Fui mandatada para representar uma determinada entidade numa escritura pública de compra e venda de uma casa. Chego ao cartório quinze minutos antes da escritura e, eis quando percebo que quem vai comprar a casa dos meus Constituintes é o amante da minha amiga e a sua respeitável mulher, que me é apresentada como «assessora do Sr. Ministro ...».

Como os meus amigos são geralmente pessoas discretas e bem formadas, o dito cujo não me conhecia de lado nenhum. E a história ficou para mim. Para aprender. E para guardar na minha memória a cara esquálida da minha amiga quando, uns meses depois, e após um longo internamento num hospital psiquiátrico, me encontrou numa conhecida pastelaria lisboeta e a quem eu, naturalmente, não me atrevi a perguntar sobre o estado dos seus amores, coisa que, depois de uns quantos incidentes diplomáticos, acompanhados pela constatação de que a sociedade lisboeta é uma piolheira infecta de gente que conhece todos os seus semelhantes e onde há uma séria probabilidade de nos cruzarmos com quem não queremos, deixei claramente de incluir nos preliminares das conversas.

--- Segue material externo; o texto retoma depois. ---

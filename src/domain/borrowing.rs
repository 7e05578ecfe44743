use chrono::{DateTime, Duration, Utc};
use serde::{Deserialize, Serialize};

use super::{
    Book, BookBorrowed, BookReturned, BorrowBook, BorrowError, BorrowingId, BorrowingRenewed,
    CopyCondition, CopySnapshot, CopyStatus, CurrentBorrowing, Fine, FineId, FineStatus, Member,
    MemberSnapshot, Money, RenewBorrowing, RenewError, RenewalCount, Reservation, ReturnBook,
    ReturnError, Staff, StaffSnapshot, assess_fine, claim_reservation,
};

/// 貸出期間（日数）。更新時も同じ日数だけ延びる。
pub const LOAN_PERIOD_DAYS: i64 = 14;

/// 貸出ステータス
#[derive(Debug, Clone, Copy, PartialEq, Eq, Hash, Serialize, Deserialize)]
pub enum BorrowingStatus {
    Borrowed,
    Returned,
}

impl BorrowingStatus {
    pub fn as_str(&self) -> &'static str {
        match self {
            BorrowingStatus::Borrowed => "Borrowed",
            BorrowingStatus::Returned => "Returned",
        }
    }
}

impl std::str::FromStr for BorrowingStatus {
    type Err = String;

    fn from_str(s: &str) -> Result<Self, Self::Err> {
        match s {
            "Borrowed" | "borrowed" => Ok(BorrowingStatus::Borrowed),
            "Returned" | "returned" => Ok(BorrowingStatus::Returned),
            _ => Err(format!("Invalid borrowing status: {}", s)),
        }
    }
}

/// 貸出記録に埋め込まれる延滞金
#[derive(Debug, Clone, PartialEq, Eq, Serialize, Deserialize)]
pub struct BorrowingFine {
    pub amount: Money,
    pub reason: Option<String>,
    pub status: FineStatus,
}

impl BorrowingFine {
    pub fn none() -> Self {
        Self {
            amount: Money::ZERO,
            reason: None,
            status: FineStatus::NotCharged,
        }
    }
}

/// 貸出記録 - 1冊のコピーの1回の貸出
#[derive(Debug, Clone, PartialEq, Eq, Serialize, Deserialize)]
pub struct Borrowing {
    pub borrowing_id: BorrowingId,

    // 作成時点のスナップショット
    pub member: MemberSnapshot,
    pub copy: CopySnapshot,
    pub issued_by: StaffSnapshot,

    pub borrow_date: DateTime<Utc>,
    pub due_date: DateTime<Utc>,
    pub return_date: Option<DateTime<Utc>>,
    pub received_by: Option<StaffSnapshot>,
    pub return_condition: Option<CopyCondition>,
    pub status: BorrowingStatus,
    pub renewal_count: RenewalCount,
    pub fine: BorrowingFine,

    pub created_at: DateTime<Utc>,
    pub updated_at: DateTime<Utc>,
}

impl Borrowing {
    pub fn is_returned(&self) -> bool {
        self.status == BorrowingStatus::Returned
    }

    pub fn is_overdue(&self, now: DateTime<Utc>) -> bool {
        !self.is_returned() && now > self.due_date
    }
}

/// 貸出処理の結果：書き込むべき全ドキュメント
#[derive(Debug, Clone)]
pub struct Checkout {
    pub borrowing: Borrowing,
    pub member: Member,
    pub book: Book,
    pub claimed_reservations: Vec<Reservation>,
    pub event: BookBorrowed,
}

/// 純粋関数：コピーを貸し出す
///
/// ビジネスルール：
/// - 会員が貸出可能であること（有効・期限内・未払いなし・5冊未満）
/// - コピーが存在し、Availableであること
/// - 返却期限は指定がなければ貸出日 + 14日
///
/// 会員が同じ書籍に予約待ちしていれば、その予約は受取済みになる。
/// 副作用なし。更新後の各ドキュメントとイベントを返す。
pub fn borrow_copy(
    borrowing_id: BorrowingId,
    member: &Member,
    book: &Book,
    staff: &Staff,
    waiting_reservations: &[Reservation],
    cmd: &BorrowBook,
) -> Result<Checkout, BorrowError> {
    member.ensure_can_borrow(cmd.borrowed_at)?;

    let copy = book
        .copy(&cmd.copy_id)
        .ok_or_else(|| BorrowError::CopyNotFound(cmd.copy_id.clone()))?;
    if !copy.is_available() {
        return Err(BorrowError::CopyNotAvailable {
            copy_id: copy.copy_id.clone(),
            status: copy.status,
        });
    }

    let due_date = match cmd.due_date {
        Some(due) if due <= cmd.borrowed_at => return Err(BorrowError::InvalidDueDate),
        Some(due) => due,
        None => cmd.borrowed_at + Duration::days(LOAN_PERIOD_DAYS),
    };

    let borrowing = Borrowing {
        borrowing_id: borrowing_id.clone(),
        member: MemberSnapshot::from(member),
        copy: CopySnapshot::new(book, copy),
        issued_by: StaffSnapshot::from(staff),
        borrow_date: cmd.borrowed_at,
        due_date,
        return_date: None,
        received_by: None,
        return_condition: None,
        status: BorrowingStatus::Borrowed,
        renewal_count: RenewalCount::new(),
        fine: BorrowingFine::none(),
        created_at: cmd.borrowed_at,
        updated_at: cmd.borrowed_at,
    };

    let mut book = book.clone();
    if let Some(copy) = book.copy_mut(&cmd.copy_id) {
        copy.status = CopyStatus::Borrowed;
    }

    let mut member = member.clone();
    member.current_borrowings.push(CurrentBorrowing {
        borrowing_id: borrowing_id.clone(),
        book_id: book.book_id,
        copy_id: cmd.copy_id.clone(),
        title: book.title.clone(),
        due_date,
    });
    member.stats.total_borrowings += 1;

    let claimed_reservations: Vec<Reservation> = waiting_reservations
        .iter()
        .filter(|r| r.member.member_id == member.member_id && r.book.book_id == book.book_id)
        .filter(|r| r.status.is_waiting())
        .map(|r| claim_reservation(r, &borrowing_id, cmd.borrowed_at))
        .collect();

    let event = BookBorrowed {
        borrowing_id,
        member_id: member.member_id,
        book_id: book.book_id,
        copy_id: cmd.copy_id.clone(),
        borrowed_at: cmd.borrowed_at,
        due_date,
        issued_by: staff.staff_id,
        claimed_reservations: claimed_reservations
            .iter()
            .map(|r| r.reservation_id)
            .collect(),
    };

    Ok(Checkout {
        borrowing,
        member,
        book,
        claimed_reservations,
        event,
    })
}

/// 返却処理の結果
#[derive(Debug, Clone)]
pub struct Checkin {
    pub borrowing: Borrowing,
    pub member: Member,
    pub book: Book,
    pub fine: Option<Fine>,
    pub event: BookReturned,
}

/// 純粋関数：コピーを返却する
///
/// ビジネスルール：
/// - 返却済みの貸出は返却できない
/// - 延滞金 = 延滞日数 × 5000 + 手動の延滞金
/// - 延滞金があれば台帳レコードを作り、会員の累計と未払い残高に加算する
/// - コピーの状態は報告されたコンディションで決まる
///   （Damaged → Maintenance, Lost → Lost, それ以外 → Available）
/// - 延滞していれば会員の延滞回数を加算する
pub fn return_copy(
    borrowing: &Borrowing,
    member: &Member,
    book: &Book,
    staff: &Staff,
    fine_id: FineId,
    cmd: &ReturnBook,
) -> Result<Checkin, ReturnError> {
    if borrowing.is_returned() {
        return Err(ReturnError::AlreadyReturned);
    }

    let copy_id = &borrowing.copy.copy_id;
    let mut book = book.clone();
    let copy = book
        .copy_mut(copy_id)
        .ok_or_else(|| ReturnError::CopyNotFound(copy_id.clone()))?;
    let copy_status = cmd
        .condition
        .map(CopyCondition::status_after_return)
        .unwrap_or(CopyStatus::Available);
    copy.status = copy_status;
    if let Some(condition) = cmd.condition {
        copy.condition = condition;
    }

    let assessment = assess_fine(
        borrowing.due_date,
        cmd.returned_at,
        cmd.manual_fine.as_ref(),
    );
    let charged = !assessment.amount.is_zero();

    let returned = Borrowing {
        return_date: Some(cmd.returned_at),
        received_by: Some(StaffSnapshot::from(staff)),
        return_condition: cmd.condition,
        status: BorrowingStatus::Returned,
        fine: BorrowingFine {
            amount: assessment.amount,
            reason: assessment.reason.clone(),
            status: if charged {
                FineStatus::Unpaid
            } else {
                FineStatus::NotCharged
            },
        },
        updated_at: cmd.returned_at,
        ..borrowing.clone()
    };

    let mut member = member.clone();
    member.remove_current_borrowing(&borrowing.borrowing_id);
    if assessment.days_late > 0 {
        member.stats.overdue_returns += 1;
    }

    let fine = charged.then(|| {
        member.charge_fine(assessment.amount);
        Fine {
            fine_id,
            member_id: member.member_id,
            borrowing_id: borrowing.borrowing_id.clone(),
            amount: assessment.amount,
            reason: assessment.reason.clone().unwrap_or_default(),
            status: FineStatus::Unpaid,
            issued_by: staff.staff_id,
            issued_at: cmd.returned_at,
        }
    });

    let event = BookReturned {
        borrowing_id: borrowing.borrowing_id.clone(),
        member_id: member.member_id,
        book_id: book.book_id,
        copy_id: copy_id.clone(),
        returned_at: cmd.returned_at,
        received_by: staff.staff_id,
        days_late: assessment.days_late,
        fine_amount: assessment.amount,
        fine_id: fine.as_ref().map(|f| f.fine_id),
        condition: cmd.condition,
        copy_status,
    };

    Ok(Checkin {
        borrowing: returned,
        member,
        book,
        fine,
        event,
    })
}

/// 更新処理の結果
#[derive(Debug, Clone)]
pub struct Renewal {
    pub borrowing: Borrowing,
    pub member: Member,
    pub event: BorrowingRenewed,
}

/// 純粋関数：貸出を更新する
///
/// ビジネスルール：
/// - 返却済みは更新不可
/// - 更新は2回まで
/// - その書籍に予約待ちがあれば更新不可
/// - 新しい返却期限は指定がなければ現在の期限 + 14日
pub fn renew_borrowing(
    borrowing: &Borrowing,
    member: &Member,
    has_waiting_reservation: bool,
    cmd: &RenewBorrowing,
) -> Result<Renewal, RenewError> {
    if borrowing.is_returned() {
        return Err(RenewError::AlreadyReturned);
    }

    let renewal_count = borrowing
        .renewal_count
        .increment()
        .map_err(|_| RenewError::RenewalLimitReached)?;

    if has_waiting_reservation {
        return Err(RenewError::ReservedByAnotherMember);
    }

    let old_due_date = borrowing.due_date;
    let new_due_date = match cmd.due_date {
        Some(due) if due <= old_due_date => return Err(RenewError::InvalidDueDate),
        Some(due) => due,
        None => old_due_date + Duration::days(LOAN_PERIOD_DAYS),
    };

    let renewed = Borrowing {
        due_date: new_due_date,
        renewal_count,
        updated_at: cmd.renewed_at,
        ..borrowing.clone()
    };

    let mut member = member.clone();
    if let Some(entry) = member.current_borrowing_mut(&borrowing.borrowing_id) {
        entry.due_date = new_due_date;
    }

    let event = BorrowingRenewed {
        borrowing_id: borrowing.borrowing_id.clone(),
        old_due_date,
        new_due_date,
        renewed_at: cmd.renewed_at,
        renewal_count: renewal_count.value(),
    };

    Ok(Renewal {
        borrowing: renewed,
        member,
        event,
    })
}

terça-feira, 7 de outubro de 2008

Do silêncio

Estar em silêncio não é o contrário de falar. Silenciar é um acto de comunicação passível de ser valorado e as valorações possíveis do mesmo vão do sim ao não, passando por todas as cambiantes possíveis entre a assumpção de uma culpa e a sua mais tenaz negação.

Ficar em silêncio sem se ser prejudicado é impossível. O silêncio pode até beneficiar-nos. De uma coisa tenho a certeza, depois de quase cinco anos como advogada: a de que o silêncio não é um acto neutral e que não pode ser visto apenas da perspectiva das suas consequências processuais, ergo, como critério de apreciação da prova.

Dizer que o silêncio não prejudica o arguido só é verdade quando se desconheça o sábio aforismo popular segundo o qual : «quem cala consente». O consentimento, se é suficientemente forte para excluir a ilicitude e, nalguns casos, a tipicidade jurídico-penal, é bem capaz de transformar qualquer um de nós em deliquente.

Gosto muito do silêncio. É, definitivamente, o meu argumento preferido. Não é neutro e é a mais temível das armas, que joga com a única coisa de que vale a pena ter medo na vida e que é o nosso permanente desconhecimento sobre aquilo que não nos dizem.

O Estado, pela pena do Legislador, cheinho de medo daquilo que muitos de nós sabem, dá esta falsa garantia de valor neutro ao silêncio, quando sabe, até à náusea, que , por ironia, nada há de tão poderoso no universo comunicacional dos seres humanos, vivendo, porém, na esperança vã de que digamos mesmo a Verdade, como se o acto de falar coabitasse com a Verdade. E sobre esta última senhora, muito há para dizer (ou muito há para silenciar).